• DATA SUPPLIED:
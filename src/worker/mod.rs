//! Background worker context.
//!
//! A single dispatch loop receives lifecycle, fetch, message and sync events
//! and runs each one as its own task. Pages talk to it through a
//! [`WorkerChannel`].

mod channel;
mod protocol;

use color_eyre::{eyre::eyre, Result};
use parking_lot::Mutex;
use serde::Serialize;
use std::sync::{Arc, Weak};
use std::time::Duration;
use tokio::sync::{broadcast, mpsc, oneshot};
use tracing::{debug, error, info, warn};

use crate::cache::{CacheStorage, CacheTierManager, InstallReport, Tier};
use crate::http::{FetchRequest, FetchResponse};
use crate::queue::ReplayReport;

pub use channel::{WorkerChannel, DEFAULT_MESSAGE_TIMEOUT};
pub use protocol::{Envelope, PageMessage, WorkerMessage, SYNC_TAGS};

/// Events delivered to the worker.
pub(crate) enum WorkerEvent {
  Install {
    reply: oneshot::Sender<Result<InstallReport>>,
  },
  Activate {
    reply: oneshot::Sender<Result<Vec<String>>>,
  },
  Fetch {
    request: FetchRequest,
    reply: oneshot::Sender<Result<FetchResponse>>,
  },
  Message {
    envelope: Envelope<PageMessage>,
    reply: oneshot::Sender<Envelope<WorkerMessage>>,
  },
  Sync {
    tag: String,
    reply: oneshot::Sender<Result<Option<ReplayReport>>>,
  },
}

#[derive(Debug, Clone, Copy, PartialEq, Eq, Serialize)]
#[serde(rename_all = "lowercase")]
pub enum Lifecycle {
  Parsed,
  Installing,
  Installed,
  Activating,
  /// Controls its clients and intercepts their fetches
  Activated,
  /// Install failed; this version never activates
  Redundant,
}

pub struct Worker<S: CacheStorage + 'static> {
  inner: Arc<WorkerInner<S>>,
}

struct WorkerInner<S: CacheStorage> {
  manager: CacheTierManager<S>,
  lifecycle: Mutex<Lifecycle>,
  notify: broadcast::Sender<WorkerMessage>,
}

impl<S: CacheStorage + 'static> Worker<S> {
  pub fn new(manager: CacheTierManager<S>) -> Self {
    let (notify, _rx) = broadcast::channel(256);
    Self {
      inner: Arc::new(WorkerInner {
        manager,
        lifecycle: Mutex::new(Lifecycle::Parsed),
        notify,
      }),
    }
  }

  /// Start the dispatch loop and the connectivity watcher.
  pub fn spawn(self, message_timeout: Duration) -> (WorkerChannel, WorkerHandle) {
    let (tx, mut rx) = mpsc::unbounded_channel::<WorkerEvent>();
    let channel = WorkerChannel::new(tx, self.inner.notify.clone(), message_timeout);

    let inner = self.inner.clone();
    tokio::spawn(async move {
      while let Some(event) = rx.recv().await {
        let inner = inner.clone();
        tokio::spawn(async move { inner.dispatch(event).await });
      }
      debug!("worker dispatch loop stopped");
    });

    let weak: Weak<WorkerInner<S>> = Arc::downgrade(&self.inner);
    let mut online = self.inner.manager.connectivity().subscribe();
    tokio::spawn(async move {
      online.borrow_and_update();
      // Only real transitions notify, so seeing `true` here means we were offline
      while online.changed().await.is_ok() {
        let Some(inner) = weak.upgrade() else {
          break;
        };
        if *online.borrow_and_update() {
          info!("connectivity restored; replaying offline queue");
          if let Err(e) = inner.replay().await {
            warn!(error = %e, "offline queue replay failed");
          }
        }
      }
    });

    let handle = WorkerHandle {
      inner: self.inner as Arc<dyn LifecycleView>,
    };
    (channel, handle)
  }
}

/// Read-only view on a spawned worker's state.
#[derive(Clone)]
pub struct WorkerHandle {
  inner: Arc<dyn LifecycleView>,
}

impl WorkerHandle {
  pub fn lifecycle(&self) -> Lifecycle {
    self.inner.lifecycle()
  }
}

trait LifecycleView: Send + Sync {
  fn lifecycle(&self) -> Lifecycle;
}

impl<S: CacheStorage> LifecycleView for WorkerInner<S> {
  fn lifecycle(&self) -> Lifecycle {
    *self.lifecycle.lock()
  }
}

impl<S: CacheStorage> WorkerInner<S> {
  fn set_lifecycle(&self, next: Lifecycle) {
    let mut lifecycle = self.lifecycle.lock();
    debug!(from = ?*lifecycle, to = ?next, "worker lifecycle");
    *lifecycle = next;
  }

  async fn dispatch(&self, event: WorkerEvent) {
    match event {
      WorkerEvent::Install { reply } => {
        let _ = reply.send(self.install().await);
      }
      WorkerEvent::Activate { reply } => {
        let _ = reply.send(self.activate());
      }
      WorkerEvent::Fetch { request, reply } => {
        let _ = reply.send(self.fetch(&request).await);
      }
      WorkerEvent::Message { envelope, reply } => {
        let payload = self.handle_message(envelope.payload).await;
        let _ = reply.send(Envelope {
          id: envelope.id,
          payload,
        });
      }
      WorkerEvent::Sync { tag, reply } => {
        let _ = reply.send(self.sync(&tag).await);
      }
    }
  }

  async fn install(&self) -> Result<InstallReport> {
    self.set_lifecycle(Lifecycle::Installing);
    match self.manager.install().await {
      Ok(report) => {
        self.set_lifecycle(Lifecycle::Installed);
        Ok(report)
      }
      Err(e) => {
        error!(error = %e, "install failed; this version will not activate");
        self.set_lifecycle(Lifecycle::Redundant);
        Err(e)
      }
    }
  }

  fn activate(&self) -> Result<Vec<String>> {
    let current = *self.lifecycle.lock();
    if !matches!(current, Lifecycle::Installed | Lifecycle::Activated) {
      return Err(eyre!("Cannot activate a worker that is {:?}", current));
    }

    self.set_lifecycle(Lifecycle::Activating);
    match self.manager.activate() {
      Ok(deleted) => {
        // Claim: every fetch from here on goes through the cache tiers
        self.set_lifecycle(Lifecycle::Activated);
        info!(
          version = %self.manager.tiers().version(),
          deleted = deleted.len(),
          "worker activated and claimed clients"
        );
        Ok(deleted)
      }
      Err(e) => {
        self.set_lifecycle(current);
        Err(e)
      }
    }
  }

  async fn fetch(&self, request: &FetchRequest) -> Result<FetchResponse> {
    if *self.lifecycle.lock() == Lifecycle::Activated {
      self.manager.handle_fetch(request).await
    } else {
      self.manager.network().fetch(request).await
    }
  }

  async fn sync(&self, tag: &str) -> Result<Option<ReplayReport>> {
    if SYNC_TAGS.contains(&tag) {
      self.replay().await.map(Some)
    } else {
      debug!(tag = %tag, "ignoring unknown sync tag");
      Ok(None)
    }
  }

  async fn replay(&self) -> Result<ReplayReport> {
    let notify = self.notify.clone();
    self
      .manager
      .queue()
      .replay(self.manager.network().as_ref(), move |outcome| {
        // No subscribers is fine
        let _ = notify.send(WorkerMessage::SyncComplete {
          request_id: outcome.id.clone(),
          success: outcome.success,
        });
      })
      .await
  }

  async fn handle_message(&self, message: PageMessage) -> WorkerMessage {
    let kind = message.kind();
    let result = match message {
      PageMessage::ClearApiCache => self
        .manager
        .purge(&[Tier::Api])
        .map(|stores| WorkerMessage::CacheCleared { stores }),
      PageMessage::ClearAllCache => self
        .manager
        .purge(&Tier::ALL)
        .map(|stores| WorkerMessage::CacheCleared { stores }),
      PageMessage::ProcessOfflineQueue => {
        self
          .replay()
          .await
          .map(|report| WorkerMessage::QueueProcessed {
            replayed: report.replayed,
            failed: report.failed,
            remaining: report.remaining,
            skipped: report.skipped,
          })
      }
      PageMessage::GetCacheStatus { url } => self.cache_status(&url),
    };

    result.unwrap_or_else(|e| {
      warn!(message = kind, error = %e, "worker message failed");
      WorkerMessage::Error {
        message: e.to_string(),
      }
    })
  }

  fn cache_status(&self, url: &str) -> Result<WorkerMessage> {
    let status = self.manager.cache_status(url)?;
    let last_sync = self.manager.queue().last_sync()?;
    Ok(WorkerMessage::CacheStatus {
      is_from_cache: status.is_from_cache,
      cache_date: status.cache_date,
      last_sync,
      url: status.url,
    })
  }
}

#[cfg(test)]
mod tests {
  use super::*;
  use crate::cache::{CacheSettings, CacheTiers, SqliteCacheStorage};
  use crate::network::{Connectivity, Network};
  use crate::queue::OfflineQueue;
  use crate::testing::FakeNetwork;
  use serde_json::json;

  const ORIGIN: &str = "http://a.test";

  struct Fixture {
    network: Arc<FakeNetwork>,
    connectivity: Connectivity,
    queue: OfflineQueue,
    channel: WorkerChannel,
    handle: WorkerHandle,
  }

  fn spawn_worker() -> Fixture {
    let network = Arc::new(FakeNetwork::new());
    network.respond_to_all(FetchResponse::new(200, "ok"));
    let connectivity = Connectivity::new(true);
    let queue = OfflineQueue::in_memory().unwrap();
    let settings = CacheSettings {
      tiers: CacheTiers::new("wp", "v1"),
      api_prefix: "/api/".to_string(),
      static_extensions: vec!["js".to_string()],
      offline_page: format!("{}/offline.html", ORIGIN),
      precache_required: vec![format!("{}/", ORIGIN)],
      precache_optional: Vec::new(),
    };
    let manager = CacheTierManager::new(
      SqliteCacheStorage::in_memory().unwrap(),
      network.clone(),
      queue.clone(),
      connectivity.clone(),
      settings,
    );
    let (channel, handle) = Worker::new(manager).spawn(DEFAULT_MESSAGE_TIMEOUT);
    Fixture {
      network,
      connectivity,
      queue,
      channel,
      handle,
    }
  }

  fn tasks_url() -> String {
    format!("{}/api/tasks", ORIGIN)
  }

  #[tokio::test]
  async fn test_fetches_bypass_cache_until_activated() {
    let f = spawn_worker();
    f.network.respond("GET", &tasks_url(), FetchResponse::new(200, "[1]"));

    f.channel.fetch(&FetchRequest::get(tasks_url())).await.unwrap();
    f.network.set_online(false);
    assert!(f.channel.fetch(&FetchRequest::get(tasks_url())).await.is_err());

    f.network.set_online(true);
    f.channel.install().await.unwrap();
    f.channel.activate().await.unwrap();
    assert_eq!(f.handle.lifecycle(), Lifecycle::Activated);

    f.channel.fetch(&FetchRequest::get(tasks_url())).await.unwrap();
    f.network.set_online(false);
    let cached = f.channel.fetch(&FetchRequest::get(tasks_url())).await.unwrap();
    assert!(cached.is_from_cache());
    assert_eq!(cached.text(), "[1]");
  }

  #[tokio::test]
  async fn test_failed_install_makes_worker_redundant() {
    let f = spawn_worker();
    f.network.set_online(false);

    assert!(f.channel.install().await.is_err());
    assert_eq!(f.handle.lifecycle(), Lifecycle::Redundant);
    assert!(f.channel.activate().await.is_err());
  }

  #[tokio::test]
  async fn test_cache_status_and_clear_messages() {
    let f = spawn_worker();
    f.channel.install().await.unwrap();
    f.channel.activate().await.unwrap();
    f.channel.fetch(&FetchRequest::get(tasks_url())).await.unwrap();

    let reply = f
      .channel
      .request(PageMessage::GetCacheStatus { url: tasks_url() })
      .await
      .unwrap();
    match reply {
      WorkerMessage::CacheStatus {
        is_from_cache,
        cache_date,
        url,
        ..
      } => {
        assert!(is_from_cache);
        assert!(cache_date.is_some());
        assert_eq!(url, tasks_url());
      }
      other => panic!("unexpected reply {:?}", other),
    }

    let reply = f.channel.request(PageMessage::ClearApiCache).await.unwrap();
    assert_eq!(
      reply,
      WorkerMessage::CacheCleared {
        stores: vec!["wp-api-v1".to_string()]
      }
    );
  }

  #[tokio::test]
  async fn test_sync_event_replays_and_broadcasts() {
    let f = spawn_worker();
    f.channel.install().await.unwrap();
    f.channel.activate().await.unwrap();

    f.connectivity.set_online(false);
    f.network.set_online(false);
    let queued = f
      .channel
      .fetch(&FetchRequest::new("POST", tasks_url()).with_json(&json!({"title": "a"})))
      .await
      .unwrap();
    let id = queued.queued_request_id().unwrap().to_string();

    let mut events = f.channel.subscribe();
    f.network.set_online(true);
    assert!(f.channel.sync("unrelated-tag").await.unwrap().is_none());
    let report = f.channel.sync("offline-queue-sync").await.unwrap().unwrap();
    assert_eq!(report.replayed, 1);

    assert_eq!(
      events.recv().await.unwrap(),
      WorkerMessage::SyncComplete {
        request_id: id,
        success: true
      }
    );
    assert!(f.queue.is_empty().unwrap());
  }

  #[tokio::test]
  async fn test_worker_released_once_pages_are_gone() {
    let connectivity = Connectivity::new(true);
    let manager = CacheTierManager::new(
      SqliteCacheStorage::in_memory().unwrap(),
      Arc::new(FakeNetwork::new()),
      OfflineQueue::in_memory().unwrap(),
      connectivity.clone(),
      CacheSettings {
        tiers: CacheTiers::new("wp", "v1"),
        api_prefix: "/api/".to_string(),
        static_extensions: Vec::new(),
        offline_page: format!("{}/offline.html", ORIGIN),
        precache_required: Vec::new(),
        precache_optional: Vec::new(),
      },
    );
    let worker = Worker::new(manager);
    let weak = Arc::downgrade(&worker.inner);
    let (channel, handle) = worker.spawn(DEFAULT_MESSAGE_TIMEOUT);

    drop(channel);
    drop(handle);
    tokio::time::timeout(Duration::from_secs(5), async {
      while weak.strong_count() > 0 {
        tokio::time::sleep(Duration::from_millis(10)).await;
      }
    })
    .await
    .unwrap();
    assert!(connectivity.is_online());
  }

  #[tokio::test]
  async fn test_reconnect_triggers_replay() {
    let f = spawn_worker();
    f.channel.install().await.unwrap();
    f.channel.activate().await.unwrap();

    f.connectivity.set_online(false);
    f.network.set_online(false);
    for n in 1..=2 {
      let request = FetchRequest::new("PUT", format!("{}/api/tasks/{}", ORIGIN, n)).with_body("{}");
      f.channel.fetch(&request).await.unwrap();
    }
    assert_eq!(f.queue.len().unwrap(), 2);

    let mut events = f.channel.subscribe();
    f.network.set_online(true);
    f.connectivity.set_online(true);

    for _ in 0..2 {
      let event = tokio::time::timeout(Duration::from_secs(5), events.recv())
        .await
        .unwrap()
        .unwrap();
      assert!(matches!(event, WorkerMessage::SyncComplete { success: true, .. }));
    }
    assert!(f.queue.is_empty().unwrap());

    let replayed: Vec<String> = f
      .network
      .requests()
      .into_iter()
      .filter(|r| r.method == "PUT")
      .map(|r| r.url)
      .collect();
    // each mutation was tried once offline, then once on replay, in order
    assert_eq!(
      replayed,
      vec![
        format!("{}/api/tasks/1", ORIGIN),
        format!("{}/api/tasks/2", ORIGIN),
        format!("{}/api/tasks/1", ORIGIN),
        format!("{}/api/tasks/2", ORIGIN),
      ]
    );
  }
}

• ACTION ITEM: What you should output is every line of the records above, from the first through the line containing "mod protocol;", unchanged.

• TASK ANSWER:
filename src/worker/mod.rs
//! Background worker context.
//!
//! A single dispatch loop receives lifecycle, fetch, message and sync events
//! and runs each one as its own task. Pages talk to it through a
//! [`WorkerChannel`].

mod channel;
mod protocol;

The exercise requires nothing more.